ACLU-WA concerns: overcollection of data, biases against people of color and no public process
ACLU-WA’s Narayan says, “We are concerned about surveillance technology overcollecting data, putting marginalized and vulnerable c ommunities in fear. You can’t find an example of surveillance technology that hasn’t been used against marginalized and vulnerable communities.” Narayan says it doesn’t matter that Sound Transit pledges not to use the facial recognition capability of the technology. “You can apply facial recognition after the fact. The federal government can do that now with its own tools,” he says. “If you have data being collected on this massive scale, there is going to be mission creep.
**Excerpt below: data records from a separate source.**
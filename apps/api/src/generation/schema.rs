//! Shape check for recovered model output.

use serde::{Deserialize, Serialize};
use serde_json::Value;

use crate::errors::AppError;
use crate::models::idea::ValidationData;

/// `target_audience` arrives as either a sentence or a list of segments.
#[derive(Debug, Deserialize)]
#[serde(untagged)]
enum Audience {
    Text(String),
    Segments(Vec<String>),
}

#[derive(Debug, Deserialize)]
#[serde(deny_unknown_fields)]
struct RawIdea {
    title: String,
    problem: String,
    solution: String,
    market_size: String,
    target_audience: Audience,
    revenue_streams: Vec<String>,
    validation_data: ValidationData,
}

/// A generated idea that passed schema validation.
#[derive(Debug, Clone, PartialEq, Serialize)]
pub struct IdeaContent {
    pub title: String,
    pub problem: String,
    pub solution: String,
    pub market_size: String,
    pub target_audience: String,
    pub revenue_streams: Vec<String>,
    pub validation_data: ValidationData,
}

/// Checks the recovered object field by field. Any missing, extra or
/// wrong-shaped field rejects the whole idea.
pub fn validate_idea(value: Value) -> Result<IdeaContent, AppError> {
    let raw: RawIdea = serde_json::from_value(value)
        .map_err(|e| AppError::SchemaValidation(format!("model output has wrong shape: {e}")))?;

    let target_audience = match raw.target_audience {
        Audience::Text(text) => text.trim().to_string(),
        Audience::Segments(segments) => clean_list(segments).join(", "),
    };

    let idea = IdeaContent {
        title: raw.title.trim().to_string(),
        problem: raw.problem.trim().to_string(),
        solution: raw.solution.trim().to_string(),
        market_size: raw.market_size.trim().to_string(),
        target_audience,
        revenue_streams: clean_list(raw.revenue_streams),
        validation_data: ValidationData {
            market_trends: clean_list(raw.validation_data.market_trends),
            competitor_analysis: raw.validation_data.competitor_analysis.trim().to_string(),
            demand_indicators: clean_list(raw.validation_data.demand_indicators),
        },
    };

    let required = [
        ("title", idea.title.is_empty()),
        ("problem", idea.problem.is_empty()),
        ("solution", idea.solution.is_empty()),
        ("market_size", idea.market_size.is_empty()),
        ("target_audience", idea.target_audience.is_empty()),
        ("revenue_streams", idea.revenue_streams.is_empty()),
        (
            "validation_data.market_trends",
            idea.validation_data.market_trends.is_empty(),
        ),
        (
            "validation_data.competitor_analysis",
            idea.validation_data.competitor_analysis.is_empty(),
        ),
        (
            "validation_data.demand_indicators",
            idea.validation_data.demand_indicators.is_empty(),
        ),
    ];
    let empty: Vec<&str> = required
        .iter()
        .filter(|(_, is_empty)| *is_empty)
        .map(|(field, _)| *field)
        .collect();

    if !empty.is_empty() {
        return Err(AppError::SchemaValidation(format!(
            "model output has empty fields: {}",
            empty.join(", ")
        )));
    }

    Ok(idea)
}

fn clean_list(items: Vec<String>) -> Vec<String> {
    items
        .into_iter()
        .map(|s| s.trim().to_string())
        .filter(|s| !s.is_empty())
        .collect()
}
It’s not a question of if, it’s a question of when.”
Both the Federal Bureau of Investigation (FBI) and the Immigration and Customs Enforcement (ICE) have accessed the data collected by state agencies to use facial recognition technology to investigate low-level crimes, according to The Washington Post. “Since 2011, the FBI has logged more than 390,000 facial-recognition searches of federal and local databases, including state DMV [Department of Motor Vehicles] databases…” The Post reported in July.
Narayan also argues that AI systems have built-in biases against people of color. “There is no perfect way to build a system like this. There are biases in the data set. Motion detection systems are less accurate for people of color. These systems put people into buckets. They are going to misclassify people just as a result of the way they are designed. It may well end up with consequences for people.” Given Sound Transit’s history of disproportionate fare enforcement, the agency should proceed with a great deal of caution, says Narayan. “This is an agency that already has a history of targeting people of color.”
In addition, Narayan is appalled that there is no public process planned before the decision to employ AI cameras. “We need to have a democratic debate about it,” he says. “The public hasn’t had an opportunity to weigh in. Where there are automatic detection systems, there should be transparency.”
I called King County Executive Dow Constantine, who is a member of the Sound Transit board, for comment. His office referred me to Redmond Mayor John Marchione, the current chair of the Sound Transit board. Marchione’s office says he is unavailable for comment.
Narayan says, “There is no excuse for policymakers not to take this seriously. We see a future where it will be impossible to live without being surveilled. It turns the presumption of innocence on its head.”